Claiming national security reasons, Israel has long had separate entry requirements and screening processes for Palestinian Americans. Many complained that the procedures were onerous and discriminatory. Americans with Palestinian residency documents in the West Bank and Gaza Strip were largely barred from using Israel’s international airport. Instead, like other Palestinians, they were forced to travel through either Jordan or Egypt to reach their destinations.

In recent months, Israel has moved to adjust its entry requirements for Palestinian Americans, including allowing them to fly in and out of Ben Gurion International Airport in Tel Aviv and going directly to the West Bank and Israel proper, according to the officials. Israel also has pledged to ease movement for Palestinian Americans traveling in and out of the Hamas-ruled Gaza Strip.

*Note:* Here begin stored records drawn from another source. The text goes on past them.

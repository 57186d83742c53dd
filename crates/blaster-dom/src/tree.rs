//! DOM Tree (arena-based allocation)
//!
//! Nodes are never freed: removing a node only detaches it, so any
//! `NodeId` handed out stays valid for the lifetime of the tree.

use crate::{DomError, DomResult, ElementData, Node, NodeData, NodeId};

/// Arena-based DOM tree
#[derive(Debug, Clone)]
pub struct DomTree {
    nodes: Vec<Node>,
}

impl DomTree {
    /// Create a tree holding only the document node
    pub fn new() -> Self {
        Self {
            nodes: vec![Node::document()],
        }
    }

    /// Document node
    #[inline]
    pub fn root(&self) -> NodeId {
        NodeId::ROOT
    }

    /// Get a node by ID
    pub fn get(&self, id: NodeId) -> Option<&Node> {
        self.nodes.get(id.index())
    }

    /// Get a mutable node by ID
    pub fn get_mut(&mut self, id: NodeId) -> Option<&mut Node> {
        self.nodes.get_mut(id.index())
    }

    /// Number of nodes in the arena (attached or not)
    pub fn len(&self) -> usize {
        self.nodes.len()
    }

    /// Check if tree is empty
    pub fn is_empty(&self) -> bool {
        self.nodes.is_empty()
    }

    /// Add a detached node to the arena
    pub fn push(&mut self, node: Node) -> NodeId {
        let id = NodeId(self.nodes.len() as u32);
        self.nodes.push(node);
        id
    }

    /// Create a detached element
    pub fn create_element(&mut self, tag: &str) -> NodeId {
        self.push(Node::element(tag))
    }

    /// Create a detached text node
    pub fn create_text(&mut self, text: &str) -> NodeId {
        self.push(Node::text(text))
    }

    /// Create a detached comment
    pub fn create_comment(&mut self, text: &str) -> NodeId {
        self.push(Node::comment(text))
    }

    /// Element data for `id`, if it is an element
    pub fn element(&self, id: NodeId) -> Option<&ElementData> {
        self.get(id).and_then(Node::as_element)
    }

    pub fn element_mut(&mut self, id: NodeId) -> Option<&mut ElementData> {
        self.get_mut(id).and_then(Node::as_element_mut)
    }

    pub fn is_element(&self, id: NodeId) -> bool {
        self.element(id).is_some()
    }

    /// Lowercase tag name of an element
    pub fn tag_name(&self, id: NodeId) -> Option<&str> {
        self.element(id).map(|e| e.tag.as_str())
    }

    /// Attribute value of an element
    pub fn attr(&self, id: NodeId, name: &str) -> Option<&str> {
        self.element(id).and_then(|e| e.get_attr(name))
    }

    /// Set an attribute on an element
    pub fn set_attr(&mut self, id: NodeId, name: &str, value: impl Into<String>) -> DomResult<()> {
        let elem = self.element_mut(id).ok_or(DomError::InvalidNodeType(id))?;
        elem.set_attr(name, value);
        Ok(())
    }

    /// Remove an attribute from an element
    pub fn remove_attr(&mut self, id: NodeId, name: &str) -> DomResult<Option<String>> {
        let elem = self.element_mut(id).ok_or(DomError::InvalidNodeType(id))?;
        Ok(elem.remove_attr(name))
    }

    /// Parent node
    pub fn parent(&self, id: NodeId) -> Option<NodeId> {
        self.get(id).and_then(|n| n.parent.option())
    }

    /// Parent, only if it is an element
    pub fn parent_element(&self, id: NodeId) -> Option<NodeId> {
        self.parent(id).filter(|&p| self.is_element(p))
    }

    /// Iterate over children of a node
    pub fn children(&self, id: NodeId) -> Children<'_> {
        let next = self.get(id).map(|n| n.first_child).unwrap_or(NodeId::NONE);
        Children { tree: self, next }
    }

    /// IDs of all children
    pub fn child_ids(&self, id: NodeId) -> Vec<NodeId> {
        self.children(id).map(|(child, _)| child).collect()
    }

    /// IDs of element children
    pub fn element_children(&self, id: NodeId) -> Vec<NodeId> {
        self.children(id)
            .filter(|(_, node)| node.is_element())
            .map(|(child, _)| child)
            .collect()
    }

    /// Ancestors from the parent up to the root
    pub fn ancestors(&self, id: NodeId) -> impl Iterator<Item = NodeId> + '_ {
        std::iter::successors(self.parent(id), move |&p| self.parent(p))
    }

    /// All descendants in document (pre-)order, excluding `id`
    pub fn descendants(&self, id: NodeId) -> Vec<NodeId> {
        let mut out = Vec::new();
        let mut stack: Vec<NodeId> = self.child_ids(id).into_iter().rev().collect();
        while let Some(node) = stack.pop() {
            out.push(node);
            let children = self.child_ids(node);
            stack.extend(children.into_iter().rev());
        }
        out
    }

    /// Descendant elements in document order, excluding `id`
    pub fn descendant_elements(&self, id: NodeId) -> Vec<NodeId> {
        self.descendants(id)
            .into_iter()
            .filter(|&n| self.is_element(n))
            .collect()
    }

    /// Check whether `ancestor` is `node` or one of its ancestors
    pub fn is_inclusive_ancestor(&self, ancestor: NodeId, node: NodeId) -> bool {
        node == ancestor || self.ancestors(node).any(|a| a == ancestor)
    }

    pub fn previous_element_sibling(&self, id: NodeId) -> Option<NodeId> {
        let mut cursor = self.get(id)?.prev_sibling;
        while cursor.is_valid() {
            if self.is_element(cursor) {
                return Some(cursor);
            }
            cursor = self.get(cursor)?.prev_sibling;
        }
        None
    }

    pub fn next_element_sibling(&self, id: NodeId) -> Option<NodeId> {
        let mut cursor = self.get(id)?.next_sibling;
        while cursor.is_valid() {
            if self.is_element(cursor) {
                return Some(cursor);
            }
            cursor = self.get(cursor)?.next_sibling;
        }
        None
    }

    /// Append `child` as the last child of `parent`, moving it if attached
    pub fn append_child(&mut self, parent: NodeId, child: NodeId) -> DomResult<()> {
        self.insert_before(parent, child, None)
    }

    /// Insert `child` before `reference` (or at the end when `None`)
    pub fn insert_before(&mut self, parent: NodeId, child: NodeId, reference: Option<NodeId>) -> DomResult<()> {
        self.check_insert(parent, child)?;
        if let Some(reference) = reference {
            if self.parent(reference) != Some(parent) {
                return Err(DomError::NotAChild { parent, child: reference });
            }
            if reference == child {
                return Ok(());
            }
        }
        self.detach(child);

        let (prev, next) = match reference {
            Some(reference) => (self.nodes[reference.index()].prev_sibling, reference),
            None => (self.nodes[parent.index()].last_child, NodeId::NONE),
        };

        {
            let node = &mut self.nodes[child.index()];
            node.parent = parent;
            node.prev_sibling = prev;
            node.next_sibling = next;
        }
        if prev.is_valid() {
            self.nodes[prev.index()].next_sibling = child;
        } else {
            self.nodes[parent.index()].first_child = child;
        }
        if next.is_valid() {
            self.nodes[next.index()].prev_sibling = child;
        } else {
            self.nodes[parent.index()].last_child = child;
        }
        Ok(())
    }

    /// Remove `child` from `parent`
    pub fn remove_child(&mut self, parent: NodeId, child: NodeId) -> DomResult<()> {
        if self.get(child).is_none() {
            return Err(DomError::NotFound(child));
        }
        if self.parent(child) != Some(parent) {
            return Err(DomError::NotAChild { parent, child });
        }
        self.detach(child);
        Ok(())
    }

    /// Remove every child of `id`
    pub fn remove_children(&mut self, id: NodeId) {
        for child in self.child_ids(id) {
            self.detach(child);
        }
    }

    /// Detach a node from its parent (no-op when already detached)
    pub fn detach(&mut self, id: NodeId) {
        let Some(node) = self.get(id) else {
            return;
        };
        let (parent, prev, next) = (node.parent, node.prev_sibling, node.next_sibling);
        if !parent.is_valid() {
            return;
        }
        if prev.is_valid() {
            self.nodes[prev.index()].next_sibling = next;
        } else {
            self.nodes[parent.index()].first_child = next;
        }
        if next.is_valid() {
            self.nodes[next.index()].prev_sibling = prev;
        } else {
            self.nodes[parent.index()].last_child = prev;
        }
        let node = &mut self.nodes[id.index()];
        node.parent = NodeId::NONE;
        node.prev_sibling = NodeId::NONE;
        node.next_sibling = NodeId::NONE;
    }

    /// Concatenated text of all descendant text nodes
    pub fn text_content(&self, id: NodeId) -> String {
        if let Some(text) = self.get(id).and_then(Node::as_text) {
            return text.to_string();
        }
        self.descendants(id)
            .into_iter()
            .filter_map(|n| self.get(n).and_then(Node::as_text))
            .collect()
    }

    /// Replace all children with a single text node
    pub fn set_text_content(&mut self, id: NodeId, text: &str) -> DomResult<()> {
        if !self.get(id).is_some_and(Node::is_container) {
            return Err(DomError::InvalidNodeType(id));
        }
        self.remove_children(id);
        if !text.is_empty() {
            let text_node = self.create_text(text);
            self.append_child(id, text_node)?;
        }
        Ok(())
    }

    fn check_insert(&self, parent: NodeId, child: NodeId) -> DomResult<()> {
        let parent_node = self.get(parent).ok_or(DomError::NotFound(parent))?;
        let child_node = self.get(child).ok_or(DomError::NotFound(child))?;
        if !parent_node.is_container() || matches!(child_node.data, NodeData::Document) {
            return Err(DomError::InvalidNodeType(parent));
        }
        if self.is_inclusive_ancestor(child, parent) {
            return Err(DomError::HierarchyRequest { parent, child });
        }
        Ok(())
    }
}

impl Default for DomTree {
    fn default() -> Self {
        Self::new()
    }
}

/// Iterator over the children of a node
pub struct Children<'a> {
    tree: &'a DomTree,
    next: NodeId,
}

impl<'a> Iterator for Children<'a> {
    type Item = (NodeId, &'a Node);

    fn next(&mut self) -> Option<Self::Item> {
        if !self.next.is_valid() {
            return None;
        }
        let id = self.next;
        let node = self.tree.get(id)?;
        self.next = node.next_sibling;
        Some((id, node))
    }
}

#[cfg(test)]
mod tests {
    use super::*;

    fn build() -> (DomTree, NodeId, [NodeId; 3]) {
        let mut tree = DomTree::new();
        let ul = tree.create_element("ul");
        tree.append_child(tree.root(), ul).unwrap();
        let items = [
            tree.create_element("li"),
            tree.create_element("li"),
            tree.create_element("li"),
        ];
        for item in items {
            tree.append_child(ul, item).unwrap();
        }
        (tree, ul, items)
    }

    #[test]
    fn test_append_keeps_order() {
        let (tree, ul, items) = build();
        assert_eq!(tree.child_ids(ul), items.to_vec());
        assert_eq!(tree.parent(items[1]), Some(ul));
        assert_eq!(tree.previous_element_sibling(items[1]), Some(items[0]));
        assert_eq!(tree.next_element_sibling(items[1]), Some(items[2]));
    }

    #[test]
    fn test_insert_before_and_move() {
        let (mut tree, ul, items) = build();
        tree.insert_before(ul, items[2], Some(items[0])).unwrap();
        assert_eq!(tree.child_ids(ul), vec![items[2], items[0], items[1]]);

        tree.append_child(ul, items[2]).unwrap();
        assert_eq!(tree.child_ids(ul), items.to_vec());
    }

    #[test]
    fn test_remove_child() {
        let (mut tree, ul, items) = build();
        tree.remove_child(ul, items[1]).unwrap();
        assert_eq!(tree.child_ids(ul), vec![items[0], items[2]]);
        assert_eq!(tree.parent(items[1]), None);
        assert_eq!(
            tree.remove_child(ul, items[1]),
            Err(DomError::NotAChild { parent: ul, child: items[1] })
        );
    }

    #[test]
    fn test_hierarchy_error() {
        let (mut tree, ul, items) = build();
        assert_eq!(
            tree.append_child(items[0], ul),
            Err(DomError::HierarchyRequest { parent: items[0], child: ul })
        );
        let text = tree.create_text("x");
        assert_eq!(tree.append_child(text, items[0]), Err(DomError::InvalidNodeType(text)));
    }

    #[test]
    fn test_descendants_preorder() {
        let (mut tree, ul, items) = build();
        let span = tree.create_element("span");
        tree.append_child(items[0], span).unwrap();
        assert_eq!(tree.descendants(ul), vec![items[0], span, items[1], items[2]]);
    }

    #[test]
    fn test_text_content() {
        let (mut tree, ul, items) = build();
        tree.set_text_content(items[0], "a").unwrap();
        tree.set_text_content(items[2], "c").unwrap();
        assert_eq!(tree.text_content(ul), "ac");
        tree.set_text_content(items[0], "").unwrap();
        assert!(tree.child_ids(items[0]).is_empty());
    }
}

New regulations took effect earlier this month to codify the changes, although concerns remain and the Homeland Security Department intends to stress in its announcement that it will continue to monitor the situation to ensure that Israel complies, according to the officials. Failure to comply could result in Israel’s suspension from the program, the officials said.

Palestinian American activists have been critical of the impending decision, which has been expected for some time due to the priority placed on it by both the Israeli and US governments.

“There are so many problems with this decision,” said Yousef Munayyer, the head of the Palestine-Israel Program and senior fellow at Arab Center Washington. “The reciprocity requirement is clearly still not being met since Israeli policy continues to treat some Americans, specifically Palestinian Americans, differently. The administration however seems committed at the highest levels to overlooking this continued discrimination against American citizens to rush Israel into the program before the deadline.”

Munayyer said it was “unclear why the Biden administration seems dead set on offering political victories for Benjamin Netanyahu at a time when his far-right government is outraging Palestinians and many Israelis with their extremist agenda.”

Under the waiver program, Israelis will be able to travel to the US for business or leisure purposes for up to 90 days without a visa simply by registering with the Electronic System for Travel Authorization.